VoiceLayer is not designed as:

  • A traditional IME candidate window
  • A subtitle-only transcriber
  • A browser-only extension
  • A cloud-only voice assistant

Architecture

  • crates/voicelayer-core: shared domain types and injection planning
  • crates/voicelayer-doc-test-utils: dev-only helpers shared by the workspace's repository-wide markdown guard tests
  • crates/voicelayerd: Unix-socket daemon and /v1 control API
  • crates/vl: CLI/TUI entry point and operator tooling
  • crates/vl-desktop: interactive GUI shell that talks to the daemon over the same socket
  • python/voicelayer_orchestrator: JSON-RPC worker protocol and provider orchestration entry point
  • systemd/: user-service templates for the daemon and the optional persistent whisper-server
  • scripts/install.sh: one-shot installer that builds release binaries and seeds ~/.local/bin/, ~/.config/systemd/user/, and ~/.config/voicelayer/
  • docs/: architecture, host strategy, and operations documentation
  • openapi/: local API contract

Current Status

Shipped today:

  • Rust workspace with voicelayer-core, voicelayerd, vl, and vl-desktop
  • /v1 control API over a Unix domain socket with Server-Sent Events at /v1/events/stream
  • One-shot and fixed-duration segmented live dictation (POST /v1/sessions/dictation with segmentation.mode = one_shot | fixed), with per-segment segment_recorded / segment_transcribed events and a concatenated transcript on stop
  • vl dictation foreground-ptt alternate-screen panel with hold-to-record, transcript scrolling, clipboard restore, and tmux / WezTerm / Kitty targets
  • vl-desktop GUI overlay that shares the same socket, session state, and event stream as the CLI
  • Real ASR via whisper.cpp: one-shot whisper-cli plus an optional persistent whisper-server endpoint (with autostart) for warm-model reuse
  • Optional silero-vad pre-pass inside the Python worker that trims non-speech before whisper
  • Optional Xiaomi MiMo-V2.5-ASR backend (CUDA-only, opt-in via provider_id) for multilingual and quality-priority transcription, selectable per-request on /v1/transcriptions and per-session on the dictation pipeline (vl dictation start --provider-id mimo_v2_5_asr, vl record-transcribe --provider-id ..., vl dictation foreground-ptt --provider-id ...); see docs/guides/local-asr-provider.md
  • Real LLM integration via OpenAI-compatible chat completions, with optional llama-server autostart for local endpoints
  • Live Rust↔Python stdio JSON-RPC bridge through the uv-managed project environment
  • systemd user units for voicelayerd and the optional whisper-server, plus scripts/install.sh
  • vl doctor surfaces recorder diagnostics, whisper mode (cli / server / unconfigured), LLM reachability, portal support, and systemd unit state

Not yet implemented (documented and scoped):

  • GNOME portal hotkey binding beyond availability probing
  • AT-SPI writable target discovery
  • Always-on background microphone and mid-utterance partial transcripts
  • VAD-driven segmentation boundaries at the recorder layer (fixed-duration segmentation is shipped; adaptive VAD-driven segmentation is a later stage)
  • .deb packaging

Development

Requirements

  • Rust 1.88+
  • Python 3.12+
  • uv 0.11+
  • Ubuntu with PipeWire

Verification Chain

The authoritative commands every change must pass before merge (also mirrored in CLAUDE.md):

cargo fmt --all
cargo clippy --all-targets --all-features -- -D warnings
cargo test --all
uv sync --group dev
uv run ruff check python tests/python
uv run ruff format --check python tests/python
uv run pytest -q tests/python

Python commands in this repository should always run through uv.

Worker Runtime

The daemon and CLI launch the Python worker from the project-managed environment.
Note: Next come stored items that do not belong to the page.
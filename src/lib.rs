pub mod buffer;
pub mod catalog;
pub mod error;
pub mod file;
pub mod heap;
pub mod record;
pub mod transaction;

pub use buffer::{BufferPool, FifoReplacer, LruReplacer, PageRef, Replacer};
pub use catalog::{Catalog, CatalogError, CatalogResult};
pub use error::{DbError, DbResult};
pub use file::{
    DEFAULT_POOL_PAGES, FileError, FileResult, PAGE_SIZE, PageId, PageNo, PagedFile,
    StorageConfig, TableId,
};
pub use heap::{DbFile, HeapFile, HeapFileEncoder, HeapFileIter};
pub use record::{
    ColumnDef, DataType, HeapPage, PageLayout, RecordError, RecordId, RecordResult, SlotId, Tuple,
    TupleSchema, Value,
};
pub use transaction::{Permissions, TransactionId};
Resolution order is:

  1. VOICELAYER_PROJECT_ROOT/.venv/bin/python -m voicelayer_orchestrator.worker
  2. uv run --project <project_root> python -m voicelayer_orchestrator.worker

If you run the daemon outside the repository root, set VOICELAYER_PROJECT_ROOT explicitly. When a local LLM endpoint is configured, vl doctor also probes endpoint reachability through /v1/models. If VOICELAYER_LLM_AUTO_START=true, the worker can also auto-launch llama-server for local endpoints.

Run the Daemon

cargo run -p vl -- daemon run --project-root "$(pwd)"
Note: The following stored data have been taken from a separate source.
use std::fmt;
use std::sync::atomic::{AtomicU64, Ordering};

static NEXT_TRANSACTION_ID: AtomicU64 = AtomicU64::new(1);

/// Identity of the caller a page access or write is attributed to
#[derive(Debug, Clone, Copy, PartialEq, Eq, Hash, PartialOrd, Ord)]
pub struct TransactionId(u64);

impl TransactionId {
    /// Allocate a fresh, process-unique id
    pub fn new() -> Self {
        Self(NEXT_TRANSACTION_ID.fetch_add(1, Ordering::Relaxed))
    }

    pub fn as_u64(&self) -> u64 {
        self.0
    }
}

impl Default for TransactionId {
    fn default() -> Self {
        Self::new()
    }
}

impl fmt::Display for TransactionId {
    fn fmt(&self, f: &mut fmt::Formatter<'_>) -> fmt::Result {
        write!(f, "tx{}", self.0)
    }
}

/// Access requested for a page; recorded but not enforced by a lock manager
#[derive(Debug, Clone, Copy, PartialEq, Eq, Hash)]
pub enum Permissions {
    ReadOnly,
    ReadWrite,
}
By default the daemon listens on:

$XDG_RUNTIME_DIR/voicelayer/daemon.sock

Inspect the Environment

cargo run -p vl -- doctor

Inspect Providers

cargo run -p vl -- providers

Configure a Local LLM Endpoint

See docs/guides/local-llm-provider.md for the llama.cpp server path and environment variables.

Configure a Local ASR Provider

See docs/guides/local-asr-provider.md for the whisper.cpp file transcription path, the optional persistent whisper-server deployment, and the optional silero-vad pre-pass.

Launch the Desktop Shell

See docs/guides/desktop.md for vl-desktop usage and the two client-side environment variables (VOICELAYER_VL_BIN, VOICELAYER_LOG).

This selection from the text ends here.